Monday, September 26th, 2011
Let me start by saying I didn’t think that I’d be one of those moms who condoned The Princess Lifestyle for my almost 5-year-old daughter. When Peggy Orenstein’s Cinderella Ate My Daughter came out last year I agreed with a lot of what she said. I’m (what feels like the last remaining) feminist, and I definitely don’t want my little girl to grow up thinking that some prince is going to ride up and save her on a white horse. Or that her beautiful eyes/long hair/perfect plastic boobs will bring her love/luck/work (oh wait — maybe they will! But still I don’t want to teach her that!). Regardless, there is no escaping princesses, especially the Disney variety. So over the last year or so, I’ve learned to roll with it and use her love of princesses to my advantage. Luckily, Disney has made the latest heroines less swooning and helpless (although they are still gorgeous). If you’ve watched any of the blockbusters in the last couple of years, you’ll know that Princesses kick some major booty. Rapunzel for one is vicious with a frying pan. In fact, we use “princess” in our home as a euphemism for “tough,” because Madelyn responds to it. My husband frequently says things to her like, “Act like a princess! Get out there and kick that soccer ball! Brush yourself off! You’re OK! Rapunzel would keep going!” And amazingly it works. (That’s her above munching on a start-shaped pineapple at a princess bash last year, btw.)

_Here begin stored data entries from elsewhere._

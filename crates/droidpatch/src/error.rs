use std::fmt;
use std::io;
use std::path::PathBuf;

#[derive(Debug)]
pub enum Error {
    Msg(String),
    // Underlying I/O failure, kept intact so the host can inspect the kind.
    Io {
        path: Option<PathBuf>,
        source: io::Error,
    },
}

impl Error {
    pub fn msg<M: Into<String>>(msg: M) -> Self {
        Self::Msg(msg.into())
    }

    pub fn io_at(path: impl Into<PathBuf>, source: io::Error) -> Self {
        Self::Io {
            path: Some(path.into()),
            source,
        }
    }

    pub fn io_kind(&self) -> Option<io::ErrorKind> {
        match self {
            Self::Io { source, .. } => Some(source.kind()),
            Self::Msg(_) => None,
        }
    }
}

impl fmt::Display for Error {
    fn fmt(&self, f: &mut fmt::Formatter<'_>) -> fmt::Result {
        match self {
            Self::Msg(msg) => write!(f, "{msg}"),
            Self::Io {
                path: Some(path),
                source,
            } => write!(f, "{}: {source}", path.display()),
            Self::Io { path: None, source } => write!(f, "{source}"),
        }
    }
}

impl std::error::Error for Error {
    fn source(&self) -> Option<&(dyn std::error::Error + 'static)> {
        match self {
            Self::Io { source, .. } => Some(source),
            Self::Msg(_) => None,
        }
    }
}

impl From<io::Error> for Error {
    fn from(err: io::Error) -> Self {
        Self::Io {
            path: None,
            source: err,
        }
    }
}

impl From<toml::de::Error> for Error {
    fn from(err: toml::de::Error) -> Self {
        Self::msg(err.to_string())
    }
}

pub type Result<T> = std::result::Result<T, Error>;

#[cfg(test)]
mod tests {
    use super::*;

    #[test]
    fn io_errors_keep_their_kind() {
        let err = Error::io_at(
            "/tmp/policy.cil",
            io::Error::new(io::ErrorKind::PermissionDenied, "denied"),
        );
        assert_eq!(err.io_kind(), Some(io::ErrorKind::PermissionDenied));
        assert_eq!(err.to_string(), "/tmp/policy.cil: denied");
        assert!(std::error::Error::source(&err).is_some());
    }

    #[test]
    fn message_errors_have_no_io_kind() {
        let err = Error::msg("bad config");
        assert_eq!(err.io_kind(), None);
        assert_eq!(err.to_string(), "bad config");
    }
}
//! Scratch SQL scripts for local MySQL experiments
//!
//! - an import script loading the generated employee table via `mysqlimport`
//! - a join benchmark script creating `N` single-column tables of `rows` rows

use std::borrow::Cow;
use std::io::Write;
use std::iter;
use std::path::Path;

use itertools::Itertools;
use tracing::{info, instrument, warn};

use crate::application::services::PREAMBLE_LINES;
use crate::application::{ApplicationError, ApplicationResult, IoResultExt};
use crate::config::{JoinBenchConfig, MysqlConfig};

/// Columns of the employee table, matching the org-chart output.
pub const EMP_COLUMNS: [(&str, &str); 4] = [
    ("id", "int"),
    ("emp_id", "int"),
    ("emp_name", "varchar(30)"),
    ("mgr_id", "int"),
];

/// Service rendering SQL/shell scripts from settings.
#[derive(Debug, Clone)]
pub struct SqlScriptService {
    mysql: MysqlConfig,
    join_bench: JoinBenchConfig,
}

impl SqlScriptService {
    pub fn new(mysql: MysqlConfig, join_bench: JoinBenchConfig) -> Self {
        Self { mysql, join_bench }
    }

    /// Shell script creating the employee table and importing the CSV.
    ///
    /// `mysqlimport` derives the target table from the file name, so a CSV
    /// whose stem differs from the table name only triggers a warning.
    #[instrument(skip(self, out))]
    pub fn import_script(&self, out: &mut dyn Write) -> ApplicationResult<()> {
        let MysqlConfig {
            user,
            database,
            table,
            ..
        } = &self.mysql;
        validate_identifier("mysql.user", user)?;
        validate_identifier("mysql.database", database)?;
        validate_identifier("mysql.table", table)?;
        let csv = self.mysql.csv_path();
        if csv.is_empty() {
            return Err(ApplicationError::Config {
                message: "mysql.csv must not be empty".into(),
            });
        }
        let stem = Path::new(&csv).file_stem().and_then(|s| s.to_str());
        if stem != Some(table.as_str()) {
            warn!(
                "mysqlimport loads {} into table {:?}, not {}",
                csv,
                stem.unwrap_or_default(),
                table
            );
        }

        let column_defs = EMP_COLUMNS
            .iter()
            .map(|(name, ty)| format!("{} {}", name, ty))
            .join(", ");
        let column_names = EMP_COLUMNS.iter().map(|(name, _)| name).join(",");
        let csv_arg = shell_quote(&csv);

        let script = format!(
            "#!/bin/bash\n\
             # create a table for csv import of the generated employee table into MySQL\n\
             mysql -u{user} -e 'create database if not exists {database}'\n\
             mysql -u{user} -e 'use {database}; drop table if exists {table}; create table {table}({column_defs});'\n\
             mysqlimport -u{user} -p --ignore-lines={PREAMBLE_LINES} --fields-terminated-by=, --columns='{column_names}' --local {database} {csv_arg}\n"
        );
        out.write_all(script.as_bytes())
            .write_context("import script")?;
        out.flush().write_context("import script")?;
        Ok(())
    }

    /// SQL script filling `tables` tables with `rows` rows each.
    ///
    /// Returns the number of statements written.
    #[instrument(skip(self, out))]
    pub fn join_bench_script(&self, out: &mut dyn Write) -> ApplicationResult<u64> {
        let JoinBenchConfig {
            database,
            tables,
            rows,
            ..
        } = &self.join_bench;
        validate_identifier("join_bench.database", database)?;

        let rows = *rows;
        let preamble = [
            format!("drop database if exists {};", database),
            format!("create database {};", database),
            format!("use {};", database),
        ];
        let tables_sql = (1..=*tables).flat_map(|ti| {
            iter::once(format!("create table t{ti} (i{ti} int);")).chain(
                (1..=rows).map(move |ri| format!("insert into t{ti}(i{ti}) values({ri});")),
            )
        });

        let mut statements = 0u64;
        for stmt in preamble.into_iter().chain(tables_sql) {
            writeln!(out, "{}", stmt).write_context("join bench statement")?;
            statements += 1;
        }
        out.flush().write_context("join bench script")?;

        info!(
            "wrote {} statements for {} tables x {} rows",
            statements, tables, rows
        );
        Ok(statements)
    }
}

/// Names are spliced into shell and SQL text unquoted.
fn validate_identifier(key: &str, value: &str) -> ApplicationResult<()> {
    let valid = !value.is_empty()
        && value
            .chars()
            .all(|c| c.is_ascii_alphanumeric() || c == '_');
    if valid {
        Ok(())
    } else {
        Err(ApplicationError::Config {
            message: format!("{} must be a plain identifier, got {:?}", key, value),
        })
    }
}

/// Single-quotes `value` for bash unless it is made of plain path characters.
fn shell_quote(value: &str) -> Cow<'_, str> {
    let plain = !value.is_empty()
        && value
            .chars()
            .all(|c| c.is_ascii_alphanumeric() || "_-./:,+@%=".contains(c));
    if plain {
        Cow::Borrowed(value)
    } else {
        Cow::Owned(format!("'{}'", value.replace('\'', r"'\''")))
    }
}
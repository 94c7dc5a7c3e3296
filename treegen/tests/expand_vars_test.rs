//! Tests for environment variable expansion in paths

use treegen::infrastructure::output::OutputTarget;
use treegen::util::path::{expand_env_vars, expand_path};

#[test]
fn given_path_with_dollar_var_when_expanding_then_substitutes() {
    // Arrange
    std::env::set_var("TREEGEN_TEST_HOME", "/home/user");

    // Act
    let result = expand_env_vars("$TREEGEN_TEST_HOME/emp.csv");

    // Assert
    assert_eq!(result, "/home/user/emp.csv");

    // Cleanup
    std::env::remove_var("TREEGEN_TEST_HOME");
}

#[test]
fn given_path_with_braced_var_when_expanding_then_substitutes() {
    std::env::set_var("TREEGEN_TEST_DIR", "/var/data");

    let result = expand_path("${TREEGEN_TEST_DIR}/tmp.sql");

    assert_eq!(result.to_string_lossy(), "/var/data/tmp.sql");
    std::env::remove_var("TREEGEN_TEST_DIR");
}

#[test]
fn given_undefined_var_when_expanding_then_input_unchanged() {
    let result = expand_env_vars("$TREEGEN_UNDEFINED_VAR_XYZ/tmp.sql");
    assert_eq!(result, "$TREEGEN_UNDEFINED_VAR_XYZ/tmp.sql");
}

#[test]
fn given_output_spec_with_var_when_parsing_then_file_is_expanded() {
    std::env::set_var("TREEGEN_TEST_OUT", "/tmp/bench");

    let target = OutputTarget::parse("$TREEGEN_TEST_OUT/tmp.sql");

    assert_eq!(
        target,
        OutputTarget::File(std::path::PathBuf::from("/tmp/bench/tmp.sql"))
    );
    std::env::remove_var("TREEGEN_TEST_OUT");
}
use std::process;

use clap::Parser;
use tracing::level_filters::LevelFilter;
use tracing_subscriber::fmt::format::FmtSpan;
use tracing_subscriber::layer::SubscriberExt;
use tracing_subscriber::util::SubscriberInitExt;
use tracing_subscriber::{fmt, Layer};

use treegen::cli::args::Cli;
use treegen::cli::commands::execute_command;
use treegen::cli::output;
use treegen::cli::parse_exit_code;

fn main() {
    let cli = match Cli::try_parse() {
        Ok(cli) => cli,
        Err(e) => {
            let _ = e.print();
            process::exit(parse_exit_code(&e));
        }
    };

    setup_logging(cli.debug);

    if let Err(e) = execute_command(&cli) {
        output::error(&e);
        process::exit(e.exit_code());
    }
}

fn setup_logging(verbosity: u8) {
    let filter = match verbosity {
        0 => LevelFilter::WARN,
        1 => LevelFilter::INFO,
        2 => LevelFilter::DEBUG,
        3 => LevelFilter::TRACE,
        _ => {
            eprintln!("Don't be crazy, max is -d -d -d");
            LevelFilter::TRACE
        }
    };

    // Formatted output directed to stderr; stdout carries generated data
    let fmt_layer = fmt::layer()
        .with_writer(std::io::stderr)
        .with_target(true)
        .with_thread_names(false)
        .with_span_events(FmtSpan::CLOSE);

    tracing_subscriber::registry()
        .with(fmt_layer.with_filter(filter))
        .init();

    match filter {
        LevelFilter::INFO => tracing::info!("Debug mode: info"),
        LevelFilter::DEBUG => tracing::debug!("Debug mode: debug"),
        LevelFilter::TRACE => tracing::debug!("Debug mode: trace"),
        _ => {}
    }
}
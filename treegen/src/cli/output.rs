//! Terminal output formatting with colors
//!
//! Respects NO_COLOR, CLICOLOR, CLICOLOR_FORCE automatically.

use colored::Colorize;

/// Print error (red bold "error:" prefix) to stderr
pub fn error(msg: &(impl std::fmt::Display + ?Sized)) {
    eprintln!("{}: {}", "error".red().bold(), msg);
}

/// Print warning (yellow "Warning:" prefix) to stderr
pub fn warning(msg: &(impl std::fmt::Display + ?Sized)) {
    eprintln!("{}: {}", "Warning".yellow(), msg);
}

/// Print success status (green checkmark) to stderr, keeping stdout for data
pub fn success(msg: &(impl std::fmt::Display + ?Sized)) {
    eprintln!("{} {}", "✓".green(), msg);
}

/// Print plain output (no color, for data)
pub fn info(msg: &(impl std::fmt::Display + ?Sized)) {
    println!("{}", msg);
}
//! Process exit codes
//!
//! Argument errors exit with 1; the remaining codes follow BSD sysexits.h.

/// Successful termination
pub const OK: i32 = 0;

/// Missing or malformed command line arguments
pub const USAGE: i32 = 1;

/// Can't create output file
pub const CANTCREAT: i32 = 73;

/// Input/output error
pub const IOERR: i32 = 74;

/// Configuration error
pub const CONFIG: i32 = 78;
//! Dependency injection: wires settings and boundary implementations into services

mod service_container;

pub use service_container::ServiceContainer;
//! Level-order enumeration of an implicit complete n-ary tree
//!
//! Nodes are numbered 1, 2, 3, ... in level order, root first. Level `L` holds
//! `n^L` contiguous indices starting at `1 + sum(n^k for k in 0..L)`. Nothing
//! is materialized: both level boundaries and child placement are computed
//! from `(level, n)`.
//!
//! ```
//! use treegen::domain::{level_order_edges, Edge};
//!
//! let edges: Vec<Edge> = level_order_edges(2, 3).unwrap().collect();
//! assert_eq!(edges, vec![Edge::new(1, 2), Edge::new(1, 3), Edge::new(2, 4)]);
//! ```

use std::iter::FusedIterator;
use std::num::NonZeroU64;

use tracing::trace;

use crate::domain::{DomainError, Edge};

/// Uniform branching factor of the tree (number of children per node).
///
/// All level arithmetic saturates at `u64::MAX`; the saturated values are
/// only ever used as loop bounds.
#[derive(Debug, Clone, Copy, PartialEq, Eq, Hash)]
pub struct Branching(NonZeroU64);

impl Branching {
    /// Rejects a zero branching factor.
    pub fn new(n: u64) -> Result<Self, DomainError> {
        NonZeroU64::new(n)
            .map(Self)
            .ok_or_else(|| DomainError::invalid_argument("n", "branching factor must be at least 1"))
    }

    pub fn get(self) -> u64 {
        self.0.get()
    }

    /// Number of nodes on `level`: `n^level`.
    pub fn level_len(self, level: u32) -> u64 {
        self.get().saturating_pow(level)
    }

    /// First index of `level`: `1 + sum(n^k for k in 0..level)`.
    pub fn level_start(self, level: u32) -> u64 {
        let n = self.get();
        if n == 1 {
            return 1 + u64::from(level);
        }
        // geometric series: (n^L - 1) / (n - 1)
        let n = u128::from(n);
        n.checked_pow(level)
            .and_then(|pow| u64::try_from((pow - 1) / (n - 1) + 1).ok())
            .unwrap_or(u64::MAX)
    }

    /// Last index of `level` (inclusive).
    pub fn level_end(self, level: u32) -> u64 {
        self.level_start(level)
            .saturating_add(self.level_len(level) - 1)
    }

    /// Level containing `index`, `None` for the invalid index 0.
    ///
    /// With `n == 1` every index is its own level, so indices beyond level
    /// `u32::MAX` also give `None`.
    pub fn level_of(self, index: u64) -> Option<u32> {
        if index == 0 {
            return None;
        }
        if self.get() == 1 {
            return u32::try_from(index - 1).ok();
        }
        let mut level = 0;
        while self.level_end(level) < index {
            level += 1;
        }
        Some(level)
    }

    /// Parent of `child`, `None` for the root and the invalid index 0.
    ///
    /// Children are handed out `n` at a time to parents in index order, so the
    /// k-th non-root node (0-based) belongs to parent `k / n + 1`.
    pub fn parent_of(self, child: u64) -> Option<u64> {
        (child >= 2).then(|| (child - 2) / self.get() + 1)
    }
}

impl TryFrom<u64> for Branching {
    type Error = DomainError;

    fn try_from(n: u64) -> Result<Self, Self::Error> {
        Self::new(n)
    }
}

/// Lazy stream of `(parent, child)` edges in level order, bounded by an edge budget.
///
/// Holds only the current and next level boundaries plus a cursor, so memory
/// use is constant regardless of how deep the enumeration goes.
#[derive(Debug, Clone)]
pub struct LevelOrderEdges {
    branching: Branching,
    budget: u64,
    emitted: u64,
    level: u32,
    cur_end: u64,
    next_start: u64,
    next_end: u64,
    parent: u64,
    // children already emitted for `parent`
    rank: u64,
    // children already emitted on the next level
    offset: u64,
}

impl LevelOrderEdges {
    /// Start a fresh enumeration from the root.
    ///
    /// `budget` is the maximum number of edges (not nodes) to emit.
    pub fn new(branching: u64, budget: u64) -> Result<Self, DomainError> {
        let branching = Branching::new(branching)?;
        let (next_start, next_end) = next_level_bounds(branching, 0, 1);
        Ok(Self {
            branching,
            budget,
            emitted: 0,
            level: 0,
            cur_end: 1,
            next_start,
            next_end,
            parent: 1,
            rank: 0,
            offset: 0,
        })
    }

    pub fn branching(&self) -> Branching {
        self.branching
    }

    /// Level of the parent side of the next edge.
    pub fn level(&self) -> u32 {
        self.level
    }

    pub fn emitted(&self) -> u64 {
        self.emitted
    }

    pub fn remaining(&self) -> u64 {
        self.budget - self.emitted
    }

    fn advance_level(&mut self) {
        self.level += 1;
        self.parent = self.next_start;
        self.cur_end = self.next_end;
        self.offset = 0;
        let (next_start, next_end) = next_level_bounds(self.branching, self.level, self.cur_end);
        self.next_start = next_start;
        self.next_end = next_end;
        trace!(
            level = self.level,
            start = self.parent,
            end = self.cur_end,
            "advance level"
        );
    }
}

/// Index range of level `level + 1`, given the last index of `level`.
fn next_level_bounds(branching: Branching, level: u32, cur_end: u64) -> (u64, u64) {
    let next_start = cur_end.saturating_add(1);
    let next_end = next_start.saturating_add(branching.level_len(level + 1) - 1);
    (next_start, next_end)
}

impl Iterator for LevelOrderEdges {
    type Item = Edge;

    fn next(&mut self) -> Option<Edge> {
        if self.emitted >= self.budget {
            return None;
        }
        if self.rank == self.branching.get() {
            self.rank = 0;
            self.parent += 1;
            if self.parent > self.cur_end {
                self.advance_level();
            }
        }

        let edge = Edge::new(self.parent, self.next_start + self.offset);
        self.offset += 1;
        self.rank += 1;
        self.emitted += 1;
        Some(edge)
    }

    fn size_hint(&self) -> (usize, Option<usize>) {
        match usize::try_from(self.remaining()) {
            Ok(n) => (n, Some(n)),
            Err(_) => (usize::MAX, None),
        }
    }
}

impl FusedIterator for LevelOrderEdges {}

/// Enumerate at most `n_nodes` edges of the complete `n`-ary tree.
pub fn level_order_edges(n: u64, n_nodes: u64) -> Result<LevelOrderEdges, DomainError> {
    LevelOrderEdges::new(n, n_nodes)
}

#[cfg(test)]
mod tests {
    use super::*;
    use rstest::rstest;

    fn pairs(n: u64, n_nodes: u64) -> Vec<(u64, u64)> {
        level_order_edges(n, n_nodes)
            .expect("valid branching")
            .map(Into::into)
            .collect()
    }

    #[rstest]
    #[case(2, 3, vec![(1, 2), (1, 3), (2, 4)])]
    #[case(3, 4, vec![(1, 2), (1, 3), (1, 4), (2, 5)])]
    #[case(1, 3, vec![(1, 2), (2, 3), (3, 4)])]
    #[case(2, 0, vec![])]
    #[case(2, 6, vec![(1, 2), (1, 3), (2, 4), (2, 5), (3, 6), (3, 7)])]
    fn given_branching_and_budget_when_enumerating_then_yields_expected_edges(
        #[case] n: u64,
        #[case] n_nodes: u64,
        #[case] expected: Vec<(u64, u64)>,
    ) {
        assert_eq!(pairs(n, n_nodes), expected);
    }

    #[test]
    fn given_zero_branching_when_enumerating_then_invalid_argument() {
        let err = level_order_edges(0, 10).unwrap_err();
        assert!(matches!(err, DomainError::InvalidArgument { name: "n", .. }));
    }

    #[test]
    fn given_budget_when_enumerating_then_size_hint_counts_down() {
        let mut edges = level_order_edges(3, 5).unwrap();
        assert_eq!(edges.size_hint(), (5, Some(5)));
        edges.next();
        edges.next();
        assert_eq!(edges.size_hint(), (3, Some(3)));
        assert_eq!(edges.remaining(), 3);
        assert_eq!(edges.by_ref().count(), 3);
        assert_eq!(edges.next(), None);
        assert_eq!(edges.emitted(), 5);
    }

    #[test]
    fn given_full_level_when_enumerating_then_level_advances() {
        let mut edges = level_order_edges(2, 100).unwrap();
        assert_eq!(edges.level(), 0);
        edges.by_ref().take(2).for_each(drop);
        assert_eq!(edges.level(), 0);
        edges.next();
        assert_eq!(edges.level(), 1);
    }

    #[rstest]
    #[case(1, &[1, 2, 3, 4, 5])]
    #[case(2, &[1, 2, 4, 8, 16])]
    #[case(3, &[1, 2, 5, 14, 41])]
    #[case(10, &[1, 2, 12, 112, 1112])]
    fn given_branching_when_level_start_then_matches_geometric_sum(
        #[case] n: u64,
        #[case] starts: &[u64],
    ) {
        let b = Branching::new(n).unwrap();
        for (level, expected) in starts.iter().enumerate() {
            assert_eq!(b.level_start(level as u32), *expected, "level {}", level);
        }
    }

    #[test]
    fn given_huge_level_when_level_start_then_saturates() {
        let b = Branching::new(1 << 40).unwrap();
        assert_eq!(b.level_start(2), (1 << 40) + 2);
        assert_eq!(b.level_start(3), u64::MAX);
        assert_eq!(b.level_end(5), u64::MAX);
    }

    #[rstest]
    #[case(2, 1, Some(0))]
    #[case(2, 3, Some(1))]
    #[case(2, 4, Some(2))]
    #[case(3, 13, Some(2))]
    #[case(3, 14, Some(3))]
    #[case(1, 7, Some(6))]
    #[case(1, u32::MAX as u64 + 1, Some(u32::MAX))]
    #[case(1, u32::MAX as u64 + 2, None)]
    #[case(2, u64::MAX, Some(63))]
    #[case(4, 0, None)]
    fn given_index_when_level_of_then_returns_level(
        #[case] n: u64,
        #[case] index: u64,
        #[case] expected: Option<u32>,
    ) {
        assert_eq!(Branching::new(n).unwrap().level_of(index), expected);
    }

    #[test]
    fn given_enumerated_edges_when_checking_parent_of_then_consistent() {
        for n in 1..=5 {
            let b = Branching::new(n).unwrap();
            assert_eq!(b.parent_of(1), None);
            for edge in level_order_edges(n, 200).unwrap() {
                assert_eq!(b.parent_of(edge.child), Some(edge.parent), "n={}", n);
            }
        }
    }
}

Anyway, the point of this post is really to set you up for a string of posts over the next week. As an editor at Parents, I was invited, along with Madelyn (does she realize how good she has it?!), to attend a special ceremony in London honoring Rapunzel’s induction into the Disney Royal Court (along with the other 9: you know, like Cinderella and Jasmine and Snow White … see pic here.) And of course Madelyn nearly had a stroke when I told her about the prospect of going. (“Will Flynn Rider be there too?!”)
My husband is from London so I figured we could use a it a good opportunity to hang with the fam who we don’t see enough. But who’s kidding who. We’re there for the glitz and glam and all that is princess! Follow along over the next couple of days as I post about our adventures.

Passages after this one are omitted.